The fully automated process consists of three steps:

  1. Preprocessing of volume to remove gross spatial image non-uniformity artifacts and reposition the brain in a reasonable manner for convenience.
  2. Expand a spherical surface iteratively until it envelopes the brain. This is a modified version of the BET algorithm: Fast robust automated brain extraction, by Stephen M. Smith, HBM 2002 v 17:3 pp 143-155 Modifications include the use of:
    • outer brain surface
    • expansion driven by data inside and outside the surface
    • avoidance of eyes and ventricles
    • a set of operations to avoid the clipping of certain brain areas and reduce leakage into the skull in heavily shaded data
    • two additional processing stages to ensure convergence and reduction of clipped areas.
    • use of 3d edge detection, see Deriche and Monga reference in 3dedge3 -help.
  3. The creation of various masks and surfaces modeling brain and portions of the skull
  Common examples of usage:

  o 3dSkullStrip -input VOL -prefix VOL_PREFIX
     Vanilla mode, should work for most datasets.
  o 3dSkullStrip -input VOL -prefix VOL_PREFIX -push_to_edge
     Adds an agressive push to brain edges. Use this option
     when the chunks of gray matter are not included. This option
     might cause the mask to leak into non-brain areas.
  o 3dSkullStrip -input VOL -surface_coil -prefix VOL_PREFIX -monkey
     Vanilla mode, for use with monkey data.
  o 3dSkullStrip -input VOL -prefix VOL_PREFIX -ld 30
     Use a denser mesh, in the cases where you have lots of 
     csf between gyri. Also helps when some of the brain is clipped
     close to regions of high curvature.

Tips:

 I ran the program with the default parameters on 200+ datasets.
 The results were quite good in all but a couple of instances, here
 are some tips on fixing trouble spots:

 Clipping in frontal areas, close to the eye balls:
    + Try -push_to_edge option first.
      Can also try -no_avoid_eyes option.
 Clipping in general:
    + Try -push_to_edge option first.
      Can also use lower -shrink_fac, start with 0.5 then 0.4
 Problems down below:
    + Piece of cerebellum missing, reduce -shrink_fac_bot_lim 
      from default value.
    + Leakage in lower areas, increase -shrink_fac_bot_lim 
      from default value.
 Some lobules are not included:
    + Use a denser mesh. Start with -ld 30. If that still fails,
    try even higher density (like -ld 50) and increase iterations 
    (say to -niter 750). 
    Expect the program to take much longer in that case.
    + Instead of using denser meshes, you could try blurring the data 
    before skull stripping. Something like -blur_fwhm 2 did
    wonders for some of my data with the default options of 3dSkullStrip
    Blurring is a lot faster than increasing mesh density.
    + Use also a smaller -shrink_fac is you have lots of CSF between
    gyri.
 Massive chunks missing:
    + If brain has very large ventricles and lots of CSF between gyri,
    the ventricles will keep attracting the surface inwards. 
    This often happens with older brains. In such 
    cases, use the -visual option to see what is happening.
    For example, the options below did the trick in various
    instances. 
        -blur_fwhm 2 -use_skull  
    or for more stubborn cases increase csf avoidance with this cocktail
        -blur_fwhm 2 -use_skull -avoid_vent -avoid_vent -init_radius 75 
    + Too much neck in the volume might throw off the initialization
      step. You can fix this by clipping tissue below the brain with 
             @clip_volume -below ZZZ -input INPUT  
      where ZZZ is a Z coordinate somewhere below the brain.

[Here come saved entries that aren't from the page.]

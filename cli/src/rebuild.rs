use anyhow::Result;

use road_network::{connectivity, RoadNetwork};

pub fn run(mut net: RoadNetwork, output: String) -> Result<()> {
    let before = net.summary();
    let effects = net.rebuild_all()?;
    let after = net.summary();
    info!(
        "Junctions: {} -> {}. Connections: {} -> {}. Lane links: {} -> {}",
        before.junctions,
        after.junctions,
        before.connections,
        after.connections,
        before.lane_links,
        after.lane_links
    );
    info!(
        "{} roads changed, {} deleted",
        effects.changed_roads.len(),
        effects.deleted_roads.len()
    );

    for junction in net.all_junctions() {
        for (r, lane) in connectivity::find_orphan_lanes(&net, junction.id)? {
            warn!("Lane {} of {} doesn't lead anywhere in {}", lane, r, junction.id);
        }
    }
    let (_, disconnected) = connectivity::find_disconnected_lanes(&net);
    if !disconnected.is_empty() {
        info!(
            "{} driving lanes aren't reachable from the biggest connected group",
            disconnected.len()
        );
    }

    net.save_json(&output)
}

 Large regions outside brain included:
   + Usually because noise level is high. Try @NoisySkullStrip.

Make sure that brain orientation is correct. This means the image in 
AFNI's axial slice viewer should be close to the brain's axial plane.
The same goes for the other planes. Otherwise, the program might do a lousy
job removing the skull.
effigies commented 7 years ago

Did any of those options seem useful to you? Blurring at 2 didn't do much, blurring at 4 had huge chunks of skull, and -use_skull caused a crash. 3dmask_tool only partially filled in the ventricles but didn't touch the spaces between gyri.